** Data supplied follows **
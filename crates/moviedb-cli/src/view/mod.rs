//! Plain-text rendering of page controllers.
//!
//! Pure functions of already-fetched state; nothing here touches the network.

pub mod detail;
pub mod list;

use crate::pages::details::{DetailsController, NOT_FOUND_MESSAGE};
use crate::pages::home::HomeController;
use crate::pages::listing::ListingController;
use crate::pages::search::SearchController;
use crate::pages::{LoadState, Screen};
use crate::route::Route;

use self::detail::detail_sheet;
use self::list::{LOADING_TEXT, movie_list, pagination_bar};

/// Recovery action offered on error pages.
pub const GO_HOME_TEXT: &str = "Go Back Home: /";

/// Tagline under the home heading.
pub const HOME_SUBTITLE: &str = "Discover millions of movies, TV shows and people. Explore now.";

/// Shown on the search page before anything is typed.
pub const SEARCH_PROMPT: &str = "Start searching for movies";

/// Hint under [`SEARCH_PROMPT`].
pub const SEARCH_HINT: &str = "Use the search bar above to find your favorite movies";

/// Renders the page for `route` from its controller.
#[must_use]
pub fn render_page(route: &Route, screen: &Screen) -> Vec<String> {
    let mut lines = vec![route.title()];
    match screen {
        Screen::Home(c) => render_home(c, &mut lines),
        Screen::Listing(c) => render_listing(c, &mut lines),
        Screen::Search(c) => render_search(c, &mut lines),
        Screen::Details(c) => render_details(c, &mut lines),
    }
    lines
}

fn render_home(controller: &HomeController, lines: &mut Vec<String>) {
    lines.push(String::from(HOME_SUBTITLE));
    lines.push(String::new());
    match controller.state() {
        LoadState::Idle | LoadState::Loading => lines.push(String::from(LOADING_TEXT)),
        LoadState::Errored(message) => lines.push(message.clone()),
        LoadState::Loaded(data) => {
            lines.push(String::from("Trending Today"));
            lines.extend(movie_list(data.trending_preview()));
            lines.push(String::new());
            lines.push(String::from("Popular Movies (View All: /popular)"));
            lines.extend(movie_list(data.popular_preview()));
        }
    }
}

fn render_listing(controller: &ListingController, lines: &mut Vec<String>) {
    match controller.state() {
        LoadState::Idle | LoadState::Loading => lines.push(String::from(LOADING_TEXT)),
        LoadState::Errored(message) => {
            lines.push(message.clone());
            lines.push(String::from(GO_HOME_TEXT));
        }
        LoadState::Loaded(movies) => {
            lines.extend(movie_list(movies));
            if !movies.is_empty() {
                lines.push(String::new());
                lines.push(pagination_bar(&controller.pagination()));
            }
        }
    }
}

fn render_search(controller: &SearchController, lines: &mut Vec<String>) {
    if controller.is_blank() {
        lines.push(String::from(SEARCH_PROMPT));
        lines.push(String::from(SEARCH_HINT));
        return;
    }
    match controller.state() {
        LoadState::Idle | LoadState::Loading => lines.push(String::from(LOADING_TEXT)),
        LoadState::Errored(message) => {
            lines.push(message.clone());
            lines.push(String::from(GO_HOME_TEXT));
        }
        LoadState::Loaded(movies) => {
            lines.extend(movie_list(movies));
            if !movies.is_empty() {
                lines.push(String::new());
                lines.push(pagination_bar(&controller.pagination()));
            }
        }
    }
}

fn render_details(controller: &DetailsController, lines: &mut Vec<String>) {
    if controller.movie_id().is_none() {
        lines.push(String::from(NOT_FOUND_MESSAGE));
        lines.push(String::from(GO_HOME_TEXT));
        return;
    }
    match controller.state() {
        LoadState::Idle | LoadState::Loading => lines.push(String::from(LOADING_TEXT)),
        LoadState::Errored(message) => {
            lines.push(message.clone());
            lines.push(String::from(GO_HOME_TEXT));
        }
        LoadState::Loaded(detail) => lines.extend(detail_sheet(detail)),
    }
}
** End of Data supplied **
• [Your task] Retype the whole of the material word for word.

• [Result]
filename crates/moviedb-cli/src/view/mod.rs
//! Plain-text rendering of page controllers.
//!
//! Pure functions of already-fetched state; nothing here touches the network.

pub mod detail;
pub mod list;

use crate::pages::details::{DetailsController, NOT_FOUND_MESSAGE};
use crate::pages::home::HomeController;
use crate::pages::listing::ListingController;
use crate::pages::search::SearchController;
use crate::pages::{LoadState, Screen};
use crate::route::Route;

use self::detail::detail_sheet;
use self::list::{LOADING_TEXT, movie_list, pagination_bar};

/// Recovery action offered on error pages.
pub const GO_HOME_TEXT: &str = "Go Back Home: /";

/// Tagline under the home heading.
pub const HOME_SUBTITLE: &str = "Discover millions of movies, TV shows and people. Explore now.";

/// Shown on the search page before anything is typed.
pub const SEARCH_PROMPT: &str = "Start searching for movies";

/// Hint under [`SEARCH_PROMPT`].
pub const SEARCH_HINT: &str = "Use the search bar above to find your favorite movies";

/// Renders the page for `route` from its controller.
#[must_use]
pub fn render_page(route: &Route, screen: &Screen) -> Vec<String> {
    let mut lines = vec![route.title()];
    match screen {
        Screen::Home(c) => render_home(c, &mut lines),
        Screen::Listing(c) => render_listing(c, &mut lines),
        Screen::Search(c) => render_search(c, &mut lines),
        Screen::Details(c) => render_details(c, &mut lines),
    }
    lines
}

fn render_home(controller: &HomeController, lines: &mut Vec<String>) {
    lines.push(String::from(HOME_SUBTITLE));
    lines.push(String::new());
    match controller.state() {
        LoadState::Idle | LoadState::Loading => lines.push(String::from(LOADING_TEXT)),
        LoadState::Errored(message) => lines.push(message.clone()),
        LoadState::Loaded(data) => {
            lines.push(String::from("Trending Today"));
            lines.extend(movie_list(data.trending_preview()));
            lines.push(String::new());
            lines.push(String::from("Popular Movies (View All: /popular)"));
            lines.extend(movie_list(data.popular_preview()));
        }
    }
}

fn render_listing(controller: &ListingController, lines: &mut Vec<String>) {
    match controller.state() {
        LoadState::Idle | LoadState::Loading => lines.push(String::from(LOADING_TEXT)),
        LoadState::Errored(message) => {
            lines.push(message.clone());
            lines.push(String::from(GO_HOME_TEXT));
        }
        LoadState::Loaded(movies) => {
            lines.extend(movie_list(movies));
            if !movies.is_empty() {
                lines.push(String::new());
                lines.push(pagination_bar(&controller.pagination()));
            }
        }
    }
}

fn render_search(controller: &SearchController, lines: &mut Vec<String>) {
    if controller.is_blank() {
        lines.push(String::from(SEARCH_PROMPT));
        lines.push(String::from(SEARCH_HINT));
        return;
    }
    match controller.state() {
        LoadState::Idle | LoadState::Loading => lines.push(String::from(LOADING_TEXT)),
        LoadState::Errored(message) => {
            lines.push(message.clone());
            lines.push(String::from(GO_HOME_TEXT));
        }
        LoadState::Loaded(movies) => {
            lines.extend(movie_list(movies));
            if !movies.is_empty() {
                lines.push(String::new());
                lines.push(pagination_bar(&controller.pagination()));
            }
        }
    }
}

fn render_details(controller: &DetailsController, lines: &mut Vec<String>) {
    if controller.movie_id().is_none() {
        lines.push(String::from(NOT_FOUND_MESSAGE));
        lines.push(String::from(GO_HOME_TEXT));
        return;
    }
    match controller.state() {
        LoadState::Idle | LoadState::Loading => lines.push(String::from(LOADING_TEXT)),
        LoadState::Errored(message) => {
            lines.push(message.clone());
            lines.push(String::from(GO_HOME_TEXT));
        }
        LoadState::Loaded(detail) => lines.extend(detail_sheet(detail)),
    }
}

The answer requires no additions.